Not to be alarmist or anything but chemo tends to destroy the body's natural immune system to the detriment of the patient and to the financial benefit of the medical practitioners and pharmaceutical companies.
"As a physician who developed cancer herself, Dr. Lorraine Day was well aware that physicians are more afraid of cancer than patients are, because doctors KNOW that chemotherapy, radiation and surgery are NOT the answer to cancer."

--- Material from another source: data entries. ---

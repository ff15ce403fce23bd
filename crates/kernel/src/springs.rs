//! Per-cell spring slot allocation and the double-length spring store.
//!
//! Each step every cell is given a number of spring slots derived from its
//! own population and that of its 3x3 neighbourhood. An exclusive prefix sum
//! over those capacities turns them into non-overlapping write ranges in the
//! spring buffer, without per-element locks.
//!
//! The scan works on three buffers:
//!
//! - **C** (`capacities`) keeps the per-cell counts untouched, so writers can
//!   clamp against them after the scan.
//! - **A** / **B** ping-pong: every pass reads one and writes the other.
//!   Seeding A with the counts shifted by one slot makes the inclusive
//!   Hillis–Steele scan produce the exclusive result directly.

use std::ops::Range;

use bytemuck::{Pod, Zeroable};

use crate::dispatch::{BufferId, CommandQueue, DispatchError, KernelId};
use crate::spatial::SpatialHashSorter;

/// Particle index marking an unused spring slot.
pub const NO_PARTICLE: u32 = u32::MAX;

/// Spring between two particles.
#[repr(C)]
#[derive(Debug, Clone, Copy, PartialEq, Pod, Zeroable)]
pub struct Spring {
    /// First particle (owner; lives in the cell the slot belongs to).
    pub a: u32,
    /// Second particle.
    pub b: u32,
    /// Rest length.
    pub rest_length: f32,
    /// Stiffness.
    pub stiffness: f32,
}

impl Spring {
    /// Unused slot.
    pub const EMPTY: Spring = Spring { a: NO_PARTICLE, b: NO_PARTICLE, rest_length: 0.0, stiffness: 0.0 };

    /// Whether the slot holds a spring.
    #[inline]
    pub fn is_linked(&self) -> bool {
        self.a != NO_PARTICLE && self.b != NO_PARTICLE
    }
}

impl Default for Spring {
    fn default() -> Self {
        Self::EMPTY
    }
}

// ---------------------------------------------------------------------------
// Prefix scan
// ---------------------------------------------------------------------------

/// Ping-pong buffers of the exclusive prefix scan.
#[derive(Debug, Clone, Default)]
pub struct PrefixScan {
    a: Vec<u32>,
    b: Vec<u32>,
}

impl PrefixScan {
    /// Buffers for `n` elements.
    pub fn new(n: usize) -> Self {
        Self { a: vec![0; n], b: vec![0; n] }
    }

    /// Exclusive prefix sum of `input` into buffer A, which is returned.
    ///
    /// Dispatches `CopySpringCapacities`, then one `ParallelPrefixSumScan` per
    /// offset 1, 2, 4, ... below `n`, then `CopySpringStartIndices` if the
    /// last pass wrote B.
    pub fn exclusive(&mut self, queue: &mut CommandQueue, input: &[u32]) -> Result<&[u32], DispatchError> {
        let n = input.len();
        self.a.resize(n, 0);
        self.b.resize(n, 0);

        let backend = queue.issue(KernelId::CopySpringCapacities, n)?;
        backend.map_lanes(&mut self.a, |i, x| *x = if i == 0 { 0 } else { input[i - 1] });

        let mut in_a = true;
        let mut offset = 1;
        while offset < n {
            let backend = queue.issue(KernelId::ParallelPrefixSumScan, n)?;
            let (src, dst) = if in_a { (&self.a, &mut self.b) } else { (&self.b, &mut self.a) };
            backend.map_lanes(dst, |i, x| {
                *x = if i >= offset { src[i] + src[i - offset] } else { src[i] };
            });
            in_a = !in_a;
            offset *= 2;
        }

        if !in_a {
            let backend = queue.issue(KernelId::CopySpringStartIndices, n)?;
            let b = &self.b;
            backend.map_lanes(&mut self.a, |i, x| *x = b[i]);
        }
        Ok(&self.a)
    }

    /// Result of the last scan.
    pub fn result(&self) -> &[u32] {
        &self.a
    }
}

// ---------------------------------------------------------------------------
// Slot allocator
// ---------------------------------------------------------------------------

/// Per-cell spring capacities and their start offsets.
#[derive(Debug, Clone)]
pub struct SpringSlotAllocator {
    max_springs: u32,
    chunk_sizes: Vec<u32>,
    capacities: Vec<u32>,
    scan: PrefixScan,
}

impl SpringSlotAllocator {
    /// Allocator for `cells` cells with at most `max_springs` springs per particle.
    pub fn new(cells: usize, max_springs: u32) -> Self {
        Self {
            max_springs,
            chunk_sizes: vec![0; cells],
            capacities: vec![0; cells],
            scan: PrefixScan::new(cells),
        }
    }

    /// Maximum springs per particle.
    pub fn max_springs(&self) -> u32 {
        self.max_springs
    }

    /// Recompute sizes, capacities and offsets from the current index.
    pub fn run(&mut self, queue: &mut CommandQueue, sorter: &SpatialHashSorter) -> Result<(), DispatchError> {
        queue.mark_stale(BufferId::SpringCapacities);
        queue.mark_stale(BufferId::SpringStartIndices);
        self.populate_chunk_sizes(queue, sorter)?;
        self.populate_capacities(queue, sorter)?;
        queue.mark_valid(BufferId::SpringCapacities);
        self.scan.exclusive(queue, &self.capacities)?;
        queue.mark_valid(BufferId::SpringStartIndices);
        tracing::trace!(total = self.total_capacity(), "spring slots allocated");
        Ok(())
    }

    /// `PopulateChunkSizes`: particles per cell.
    fn populate_chunk_sizes(&mut self, queue: &mut CommandQueue, sorter: &SpatialHashSorter) -> Result<(), DispatchError> {
        let backend = queue.issue(KernelId::PopulateChunkSizes, self.chunk_sizes.len())?;
        backend.map_lanes(&mut self.chunk_sizes, |key, size| {
            *size = sorter.cell_range(key as u32).len() as u32;
        });
        Ok(())
    }

    /// `PopulateSpringCapacities`: `size * min(max_springs, neighbourhood - 1)`.
    fn populate_capacities(&mut self, queue: &mut CommandQueue, sorter: &SpatialHashSorter) -> Result<(), DispatchError> {
        let backend = queue.issue(KernelId::PopulateSpringCapacities, self.capacities.len())?;
        let sizes = &self.chunk_sizes;
        let layout = sorter.layout();
        let max_springs = self.max_springs;
        backend.map_lanes(&mut self.capacities, |key, cap| {
            let size = sizes[key];
            if size == 0 {
                *cap = 0;
                return;
            }
            let population: u32 = layout.neighbourhood(key as u32).map(|k| sizes[k as usize]).sum();
            *cap = size * max_springs.min(population.saturating_sub(1));
        });
        Ok(())
    }

    /// Particles per cell.
    pub fn chunk_sizes(&self) -> &[u32] {
        &self.chunk_sizes
    }

    /// Spring slots per cell (buffer C).
    pub fn capacities(&self) -> &[u32] {
        &self.capacities
    }

    /// Exclusive prefix sum of the capacities.
    pub fn start_indices(&self) -> &[u32] {
        self.scan.result()
    }

    /// Sum of all capacities.
    pub fn total_capacity(&self) -> usize {
        self.capacities.iter().map(|&c| c as usize).sum()
    }

    /// Slots of `key` within one half of the spring buffer.
    pub fn cell_slots(&self, key: u32) -> Range<usize> {
        let k = key as usize;
        let start = self.start_indices()[k] as usize;
        start..start + self.capacities[k] as usize
    }
}

// ---------------------------------------------------------------------------
// Spring store
// ---------------------------------------------------------------------------

/// Combined spring buffer: one half holds last step's springs, the other
/// receives this step's. Each half remembers the slot layout it was written with.
#[derive(Debug, Clone)]
pub struct SpringStore {
    buffer: Vec<Spring>,
    half: usize,
    new_is_upper: bool,
    new_layout: SlotLayout,
    last_layout: SlotLayout,
}

#[derive(Debug, Clone, Default)]
struct SlotLayout {
    starts: Vec<u32>,
    capacities: Vec<u32>,
}

impl SlotLayout {
    fn slots(&self, key: usize) -> Range<usize> {
        match (self.starts.get(key), self.capacities.get(key)) {
            (Some(&s), Some(&c)) => s as usize..(s + c) as usize,
            _ => 0..0,
        }
    }
}

impl SpringStore {
    /// Store for `capacity` particles with `max_springs` each; the buffer is
    /// `2 * capacity * max_springs` long.
    pub fn new(capacity: usize, max_springs: u32) -> Self {
        let half = capacity * max_springs as usize;
        Self {
            buffer: vec![Spring::EMPTY; 2 * half],
            half,
            new_is_upper: true,
            new_layout: SlotLayout::default(),
            last_layout: SlotLayout::default(),
        }
    }

    /// Length of one half.
    pub fn half_len(&self) -> usize {
        self.half
    }

    /// Flip half roles: the half written last becomes "last step", and the
    /// other half is laid out per `alloc` for this step's writes.
    pub fn swap_halves(&mut self, alloc: &SpringSlotAllocator) {
        self.new_is_upper = !self.new_is_upper;
        self.last_layout = std::mem::take(&mut self.new_layout);
        self.new_layout = SlotLayout {
            starts: alloc.start_indices().to_vec(),
            capacities: alloc.capacities().to_vec(),
        };
    }

    fn halves(&self) -> (&[Spring], &[Spring]) {
        let (lower, upper) = self.buffer.split_at(self.half);
        if self.new_is_upper { (lower, upper) } else { (upper, lower) }
    }

    fn halves_mut(&mut self) -> (&mut [Spring], &mut [Spring]) {
        let (lower, upper) = self.buffer.split_at_mut(self.half);
        if self.new_is_upper { (lower, upper) } else { (upper, lower) }
    }

    /// Last step's half.
    pub fn last_half(&self) -> &[Spring] {
        self.halves().0
    }

    /// This step's half.
    pub fn new_half(&self) -> &[Spring] {
        self.halves().1
    }

    /// This step's half, mutable.
    pub fn new_half_mut(&mut self) -> &mut [Spring] {
        self.halves_mut().1
    }

    /// Springs written for `key` last step.
    pub fn last_cell(&self, key: u32) -> &[Spring] {
        let range = self.last_layout.slots(key as usize);
        self.last_half().get(range).unwrap_or(&[])
    }

    /// Springs written for `key` this step.
    pub fn new_cell(&self, key: u32) -> &[Spring] {
        let range = self.new_layout.slots(key as usize);
        self.new_half().get(range).unwrap_or(&[])
    }

    /// Split this step's half into one disjoint slice per cell, next to the
    /// slices each cell wrote last step, so per-cell lanes can write in parallel.
    pub fn split_cells(&mut self) -> (Vec<&mut [Spring]>, Vec<&[Spring]>) {
        let new_layout = &self.new_layout;
        let last_layout = &self.last_layout;
        let (lower, upper) = self.buffer.split_at_mut(self.half);
        let (last, mut rest) = if self.new_is_upper { (&*lower, upper) } else { (&*upper, lower) };

        let mut cells = Vec::with_capacity(new_layout.capacities.len());
        let mut cursor = 0usize;
        for (&start, &cap) in new_layout.starts.iter().zip(&new_layout.capacities) {
            let skip = (start as usize).saturating_sub(cursor).min(rest.len());
            rest = &mut std::mem::take(&mut rest)[skip..];
            let take = (cap as usize).min(rest.len());
            let (cell, tail) = std::mem::take(&mut rest).split_at_mut(take);
            cells.push(cell);
            rest = tail;
            cursor += skip + take;
        }

        let previous = (0..cells.len())
            .map(|k| last.get(last_layout.slots(k)).unwrap_or(&[]))
            .collect();
        (cells, previous)
    }

    /// Slots of `key` in last step's half, for matching existing springs.
    pub fn last_slots(&self, key: u32) -> Range<usize> {
        self.last_layout.slots(key as usize)
    }

    /// Host-side write of `springs` into the slots of `key`. Springs beyond the
    /// cell capacity are dropped and counted; unused slots are cleared.
    pub fn write_cell(&mut self, key: u32, springs: &[Spring]) -> usize {
        let range = self.new_layout.slots(key as usize);
        let half = self.half;
        let range = range.start.min(half)..range.end.min(half);
        let slots = &mut self.new_half_mut()[range];
        fill_cell(slots, springs.iter().copied())
    }

    /// Linked springs in this step's half.
    pub fn linked_count(&self) -> usize {
        self.new_half().iter().filter(|s| s.is_linked()).count()
    }
}

/// Write `springs` into `slots`, clearing the remainder. Returns how many
/// springs did not fit.
pub fn fill_cell(slots: &mut [Spring], springs: impl IntoIterator<Item = Spring>) -> usize {
    let mut written = 0;
    let mut dropped = 0;
    for s in springs {
        if written < slots.len() {
            slots[written] = s;
            written += 1;
        } else {
            dropped += 1;
        }
    }
    slots[written..].fill(Spring::EMPTY);
    dropped
}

For the benefit of our cancer researching friend:
"Metastases do not exist either. There are cancers and cancer-equivalent developments obeying the same rule, all as associations of HH’s with their corresponding organ developments. There is in fact no mechanism for cancer cells to travel from one part of the body to another, nor any way of explaining how one cancer in one tissue learns to mutate and produce the exact correct, histologically different development appropriate to another tissue. As every oncologist knows, each organ, tissue, layer or cell group shows very specific types of growths, necroses or ulcerations, because they are histologically quite distinct. The travelling cell theory would not be able to explain the precise changes needed to account for each separate incident.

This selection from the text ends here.